The ques­tion about the lan­guages can be asked in two con­texts:

  1. The per­son is hap­py to know that his pre­ferred lan­guage is the most beau­ti­ful, fast and col­or­ful lan­guage in the world.

    Of course your pre­ferred lan­guage is the best in the world. Now go learn an­oth­er one to be able to im­prove your skills in your pre­ferred lan­guage and not be­ing men­tal­ly lim­it­ed by it.

  2. The per­son starts a new pro­ject and needs to chose a pro­gram­ming lan­guage.

Such choice makes no sense. In fact, the choice of a lan­guage in gen­er­al makes no much sense for busi­ness ap­pli­ca­tions: any lan­guage will do the job. The sole mo­ti­va­tion of pick­ing a spe­cif­ic lan­guage is the skills of the team mem­bers. If all team mem­bers spent decades pro­gram­ming in C++, it would be stu­pid to chose Ruby for the new pro­ject.

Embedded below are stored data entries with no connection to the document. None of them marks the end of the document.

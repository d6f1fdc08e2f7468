//! Builder API for ergonomic range copies.
//!
//! The builder collects raw arguments, validates them into a
//! [`CopyRequest`] and runs the copier in one call.
//!
//! # Examples
//!
//! ## Basic Usage
//!
//! ```no_run
//! use rangecopy::RangeCopyBuilder;
//!
//! let stats = RangeCopyBuilder::new("input.bin", "output.bin")
//!     .offset(2)
//!     .limit(5)
//!     .run()?;
//! println!("Copied {} bytes", stats.bytes_copied);
//! # Ok::<(), rangecopy::Error>(())
//! ```
//!
//! ## With Progress
//!
//! ```no_run
//! use rangecopy::{RangeCopyBuilder, format_progress_line};
//!
//! RangeCopyBuilder::new("input.bin", "output.bin")
//!     .limit(1 << 20)
//!     .fail_if_exists()
//!     .run_with_progress(|read, limit| println!("{}", format_progress_line(read, limit)))?;
//! # Ok::<(), rangecopy::Error>(())
//! ```

use crate::copy::{RangeCopyStats, copy_range_with_progress};
use crate::error::Result;
use crate::options::{OnExisting, RangeOptions};
use crate::plan::{RangePlan, plan_range};
use crate::request::{CopyRequest, DEFAULT_LIMIT};
use std::path::{Path, PathBuf};

/// A builder for configuring and executing a range copy.
///
/// Offsets and limits are kept as given and validated when the builder
/// runs, so a negative value surfaces as
/// [`Error::NegativeValue`](crate::Error::NegativeValue) from
/// [`run`](Self::run).
#[derive(Debug, Clone)]
pub struct RangeCopyBuilder {
    src: PathBuf,
    dst: PathBuf,
    offset: i64,
    limit: i64,
    options: RangeOptions,
}

impl RangeCopyBuilder {
    /// Create a builder copying from `src` to `dst`.
    ///
    /// Starts at offset 0 with a limit of 4096 bytes and default options.
    pub fn new<P: AsRef<Path>, Q: AsRef<Path>>(src: P, dst: Q) -> Self {
        Self {
            src: src.as_ref().to_path_buf(),
            dst: dst.as_ref().to_path_buf(),
            offset: 0,
            limit: DEFAULT_LIMIT as i64,
            options: RangeOptions::default(),
        }
    }

    /// Byte position in the source where copying begins.
    #[must_use]
    pub fn offset(mut self, offset: i64) -> Self {
        self.offset = offset;
        self
    }

    /// Maximum number of bytes to copy.
    #[must_use]
    pub fn limit(mut self, limit: i64) -> Self {
        self.limit = limit;
        self
    }

    /// Append to an existing destination (default behavior).
    #[must_use]
    pub fn append_existing(mut self) -> Self {
        self.options = self.options.with_on_existing(OnExisting::Append);
        self
    }

    /// Fail if the destination already exists.
    #[must_use]
    pub fn fail_if_exists(mut self) -> Self {
        self.options = self.options.with_on_existing(OnExisting::Error);
        self
    }

    /// Cap the copy buffer at `size` bytes.
    #[must_use]
    pub fn buffer_size(mut self, size: usize) -> Self {
        self.options = self.options.with_buffer_size(size);
        self
    }

    /// Skip fsync of the destination.
    #[must_use]
    pub fn no_fsync(mut self) -> Self {
        self.options = self.options.without_fsync();
        self
    }

    /// Set a custom warning handler.
    #[must_use]
    pub fn on_warning(mut self, handler: fn(&str)) -> Self {
        self.options = self.options.with_warn_handler(handler);
        self
    }

    /// Replace all options at once.
    #[must_use]
    pub fn options(mut self, options: RangeOptions) -> Self {
        self.options = options;
        self
    }

    /// Validate the collected arguments into a request.
    ///
    /// # Errors
    ///
    /// See [`CopyRequest::new`].
    pub fn build(&self) -> Result<CopyRequest> {
        CopyRequest::new(&self.src, &self.dst, self.offset, self.limit)
    }

    /// Resolve the range without copying.
    ///
    /// # Errors
    ///
    /// See [`plan_range`].
    pub fn plan(self) -> Result<RangePlan> {
        let request = self.build()?;
        plan_range(&request, &self.options)
    }

    /// Run the copy.
    ///
    /// # Errors
    ///
    /// Validation errors from [`CopyRequest::new`], then any error from
    /// [`copy_range`](crate::copy_range).
    pub fn run(self) -> Result<RangeCopyStats> {
        self.run_with_progress(|_, _| {})
    }

    /// Run the copy, reporting `(bytes_read, limit)` after each read.
    ///
    /// # Errors
    ///
    /// Same as [`run`](Self::run).
    pub fn run_with_progress<F>(self, on_progress: F) -> Result<RangeCopyStats>
    where
        F: FnMut(u64, u64),
    {
        let request = self.build()?;
        copy_range_with_progress(&request, &self.options, on_progress)
    }
}
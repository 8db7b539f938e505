//! Conversion of a trusted-setup verifying key into the verifier's
//! embedded constant table.
//!
//! Runs once per setup artifact, offline. The constant table uses
//! little-endian byte order and the same G2 pair swap as the per-request
//! packer; both paths share [`crate::field`] and [`crate::transform`] so
//! they cannot drift apart. IC entries are emitted in consumption order:
//! index 0 is the constant term, indices 1..=n the public inputs in
//! declared order. Getting that order wrong produces a verifier that
//! rejects every valid proof, silently.

use serde::{Deserialize, Serialize};

use crate::field::{encode_le, FIELD_BYTES};
use crate::pack::{g1_affine, g2_affine, PackError};
use crate::transform::swap_pair;

/// A snarkjs `verification_key.json` document.
///
/// Unknown fields (pairing precomputations and the like) are ignored.
#[derive(Clone, Debug, Serialize, Deserialize)]
pub struct VerifyingKeyJson {
    pub protocol: String,
    pub curve: String,
    #[serde(rename = "nPublic")]
    pub n_public: usize,
    pub vk_alpha_1: Vec<String>,
    pub vk_beta_2: Vec<Vec<String>>,
    pub vk_gamma_2: Vec<Vec<String>>,
    pub vk_delta_2: Vec<Vec<String>>,
    #[serde(rename = "IC")]
    pub ic: Vec<Vec<String>>,
}

/// The verifier's constant table in wire byte order.
#[derive(Clone, Debug, PartialEq, Eq)]
pub struct VerifyingKeyTable {
    pub nr_pubinputs: usize,
    pub alpha_g1: [u8; 64],
    pub beta_g2: [u8; 128],
    pub gamma_g2: [u8; 128],
    pub delta_g2: [u8; 128],
    /// One entry per public input, plus the constant term at index 0.
    pub ic: Vec<[u8; 64]>,
}

/// Convert a parsed verifying key into the constant table.
pub fn convert_verifying_key(vk: &VerifyingKeyJson) -> Result<VerifyingKeyTable, PackError> {
    if vk.protocol != "groth16" {
        return Err(PackError::UnsupportedProtocol(vk.protocol.clone()));
    }
    if vk.curve != "bn128" {
        return Err(PackError::UnsupportedCurve(vk.curve.clone()));
    }
    if vk.ic.len() != vk.n_public + 1 {
        return Err(PackError::IcLength {
            expected: vk.n_public + 1,
            got: vk.ic.len(),
        });
    }

    let mut ic = Vec::with_capacity(vk.ic.len());
    for point in &vk.ic {
        ic.push(g1_table_bytes(point, "IC")?);
    }

    Ok(VerifyingKeyTable {
        nr_pubinputs: vk.n_public,
        alpha_g1: g1_table_bytes(&vk.vk_alpha_1, "vk_alpha_1")?,
        beta_g2: g2_table_bytes(&vk.vk_beta_2, "vk_beta_2")?,
        gamma_g2: g2_table_bytes(&vk.vk_gamma_2, "vk_gamma_2")?,
        delta_g2: g2_table_bytes(&vk.vk_delta_2, "vk_delta_2")?,
        ic,
    })
}

/// G1 constant-table entry: `x || y`, each 32 bytes little-endian.
fn g1_table_bytes(coords: &[String], element: &'static str) -> Result<[u8; 64], PackError> {
    let (x, y) = g1_affine(coords, element)?;
    let mut out = [0u8; 64];
    out[..FIELD_BYTES].copy_from_slice(&encode_le(&x)?);
    out[FIELD_BYTES..].copy_from_slice(&encode_le(&y)?);
    Ok(out)
}

/// G2 constant-table entry: swapped x pair then swapped y pair,
/// each sub-coordinate 32 bytes little-endian.
fn g2_table_bytes(coords: &[Vec<String>], element: &'static str) -> Result<[u8; 128], PackError> {
    let (x, y) = g2_affine(coords, element)?;
    let [x0, x1] = swap_pair(x);
    let [y0, y1] = swap_pair(y);
    let mut out = [0u8; 128];
    out[..32].copy_from_slice(&encode_le(&x0)?);
    out[32..64].copy_from_slice(&encode_le(&x1)?);
    out[64..96].copy_from_slice(&encode_le(&y0)?);
    out[96..].copy_from_slice(&encode_le(&y1)?);
    Ok(out)
}

/// Render the constant table as a Rust source module.
///
/// The output is written into the verifier program's source tree and
/// compiled in; it carries no runtime parsing.
pub fn render_rust_module(table: &VerifyingKeyTable, source: &str) -> String {
    let mut out = String::new();
    out.push_str(&format!(
        "//! Verifying-key constant table generated from `{source}`.\n//! Do not edit by hand; regenerate with `zkgeo-tools convert-vk`.\n\n"
    ));
    out.push_str(&format!(
        "pub const NR_PUBINPUTS: usize = {};\n\n",
        table.nr_pubinputs
    ));
    out.push_str(&format!(
        "pub const VK_ALPHA_G1: [u8; 64] = {};\n\n",
        format_bytes(&table.alpha_g1, 1)
    ));
    out.push_str(&format!(
        "pub const VK_BETA_G2: [u8; 128] = {};\n\n",
        format_bytes(&table.beta_g2, 1)
    ));
    out.push_str(&format!(
        "pub const VK_GAMMA_G2: [u8; 128] = {};\n\n",
        format_bytes(&table.gamma_g2, 1)
    ));
    out.push_str(&format!(
        "pub const VK_DELTA_G2: [u8; 128] = {};\n\n",
        format_bytes(&table.delta_g2, 1)
    ));
    out.push_str(&format!(
        "pub const VK_IC: [[u8; 64]; {}] = [\n",
        table.ic.len()
    ));
    for entry in &table.ic {
        out.push_str(&format!("    {},\n", format_bytes(entry, 2)));
    }
    out.push_str("];\n");
    out
}

fn format_bytes(bytes: &[u8], indent_level: usize) -> String {
    let indent = "    ".repeat(indent_level);
    let mut out = String::from("[\n");
    for chunk in bytes.chunks(16) {
        out.push_str(&indent);
        out.push_str("    ");
        for b in chunk {
            out.push_str(&format!("0x{b:02x}, "));
        }
        out.pop();
        out.push('\n');
    }
    out.push_str(&indent);
    out.push(']');
    out
}

#[cfg(test)]
mod tests {
    use super::*;

    fn g1(x: u64, y: u64) -> Vec<String> {
        vec![x.to_string(), y.to_string(), "1".to_string()]
    }

    fn g2(x0: u64, x1: u64, y0: u64, y1: u64) -> Vec<Vec<String>> {
        vec![
            vec![x0.to_string(), x1.to_string()],
            vec![y0.to_string(), y1.to_string()],
            vec!["1".to_string(), "0".to_string()],
        ]
    }

    fn sample_vk() -> VerifyingKeyJson {
        VerifyingKeyJson {
            protocol: "groth16".to_string(),
            curve: "bn128".to_string(),
            n_public: 4,
            vk_alpha_1: g1(0x0102, 0x0304),
            vk_beta_2: g2(1, 2, 3, 4),
            vk_gamma_2: g2(5, 6, 7, 8),
            vk_delta_2: g2(9, 10, 11, 12),
            ic: vec![g1(100, 101), g1(102, 103), g1(104, 105), g1(106, 107), g1(108, 109)],
        }
    }

    #[test]
    fn alpha_is_little_endian_x_then_y() {
        let table = convert_verifying_key(&sample_vk()).unwrap();
        assert_eq!(&table.alpha_g1[..2], &[0x02, 0x01]);
        assert_eq!(&table.alpha_g1[2..32], &[0u8; 30]);
        assert_eq!(&table.alpha_g1[64 - 32..64 - 30], &[0x04, 0x03]);
    }

    #[test]
    fn g2_pairs_are_swapped_in_the_table() {
        let table = convert_verifying_key(&sample_vk()).unwrap();
        // beta = ((x0=1, x1=2), (y0=3, y1=4)) stored as x1, x0, y1, y0.
        assert_eq!(table.beta_g2[0], 2);
        assert_eq!(table.beta_g2[32], 1);
        assert_eq!(table.beta_g2[64], 4);
        assert_eq!(table.beta_g2[96], 3);
    }

    #[test]
    fn ic_order_is_preserved() {
        let table = convert_verifying_key(&sample_vk()).unwrap();
        assert_eq!(table.ic.len(), 5);
        for (i, entry) in table.ic.iter().enumerate() {
            assert_eq!(entry[0] as usize, 100 + 2 * i);
            assert_eq!(entry[32] as usize, 101 + 2 * i);
        }
    }

    #[test]
    fn ic_length_mismatch_is_rejected() {
        let mut vk = sample_vk();
        vk.ic.pop();
        assert_eq!(
            convert_verifying_key(&vk).unwrap_err(),
            PackError::IcLength {
                expected: 5,
                got: 4
            }
        );
    }

    #[test]
    fn wrong_protocol_is_rejected() {
        let mut vk = sample_vk();
        vk.protocol = "plonk".to_string();
        assert!(matches!(
            convert_verifying_key(&vk),
            Err(PackError::UnsupportedProtocol(_))
        ));
        let mut vk = sample_vk();
        vk.curve = "bls12-381".to_string();
        assert!(matches!(
            convert_verifying_key(&vk),
            Err(PackError::UnsupportedCurve(_))
        ));
    }

    #[test]
    fn parses_snarkjs_json_and_ignores_extra_fields() {
        let raw = r#"{
            "protocol": "groth16",
            "curve": "bn128",
            "nPublic": 1,
            "vk_alpha_1": ["1", "2", "1"],
            "vk_beta_2": [["1", "2"], ["3", "4"], ["1", "0"]],
            "vk_gamma_2": [["1", "2"], ["3", "4"], ["1", "0"]],
            "vk_delta_2": [["1", "2"], ["3", "4"], ["1", "0"]],
            "vk_alphabeta_12": [],
            "IC": [["5", "6", "1"], ["7", "8", "1"]]
        }"#;
        let vk: VerifyingKeyJson = serde_json::from_str(raw).unwrap();
        let table = convert_verifying_key(&vk).unwrap();
        assert_eq!(table.nr_pubinputs, 1);
        assert_eq!(table.ic[1][0], 7);
    }

    #[test]
    fn rendered_module_declares_the_table() {
        let table = convert_verifying_key(&sample_vk()).unwrap();
        let source = render_rust_module(&table, "verification_key.json");
        assert!(source.contains("pub const NR_PUBINPUTS: usize = 4;"));
        assert!(source.contains("pub const VK_IC: [[u8; 64]; 5]"));
        assert!(source.contains("pub const VK_BETA_G2: [u8; 128]"));
        assert!(source.starts_with("//! Verifying-key constant table"));
    }
}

In an ide­al world where de­vel­op­ers have in­fi­nite time to cre­ate an ide­al pro­ject, they will learn any ex­is­tent lan­guage, im­ple­ment the pro­ject in all those lan­guages and then com­pare. In real world, the dead­line won't per­mit that, so the op­ti­mal thing to do is to:

  1. Im­ple­ment an app in the pre­ferred lan­guage—the one the team knows very well,
  2. Find the bot­tle­necks through pro­fil­ing,
  3. Solve the bot­tle­necks with op­ti­miza­tion tech­niques.

It may ap­pear that every op­ti­miza­tion tech­nique was used but the bot­tle­neck is still here. In that case, mov­ing this part of the app to low-lev­el lan­guage, in­clud­ing As­sem­bler, can be a valid choice. But this prac­tice is ir­rel­e­vant when mak­ing the orig­i­nal choice of a lan­guage, be­cause it is not an op­ti­mal so­lu­tion to write every­thing in As­sem­bler.

Of course, an en­tire rewrite is con­ceiv­able, and I be­lieve Google does that. Google's ap­proach, as I un­der­stand it, is very in­ter­est­ing. They use Python for new pro­jects, be­cause it al­lows them to re­lease fast. Then, if per­for­mance be­comes crit­i­cal, the ap­pli­ca­tion may be rewrit­ten in Java or C++.

This makes com­plete sense. Writ­ing apps in C++ in the first place would be a bad choice: longer re­leas­es and high­er ef­forts are not a good thing for the first ver­sion. On the oth­er hand, rewrit­ing in C++ lat­er makes it pos­si­ble to base the work on an ex­is­tent prod­uct: with re­quire­ments or ar­chi­tec­ture done, the team can fo­cus on the ac­tu­al qual­i­ty of the code, not a bad thing for the next ver­sion of a prod­uct.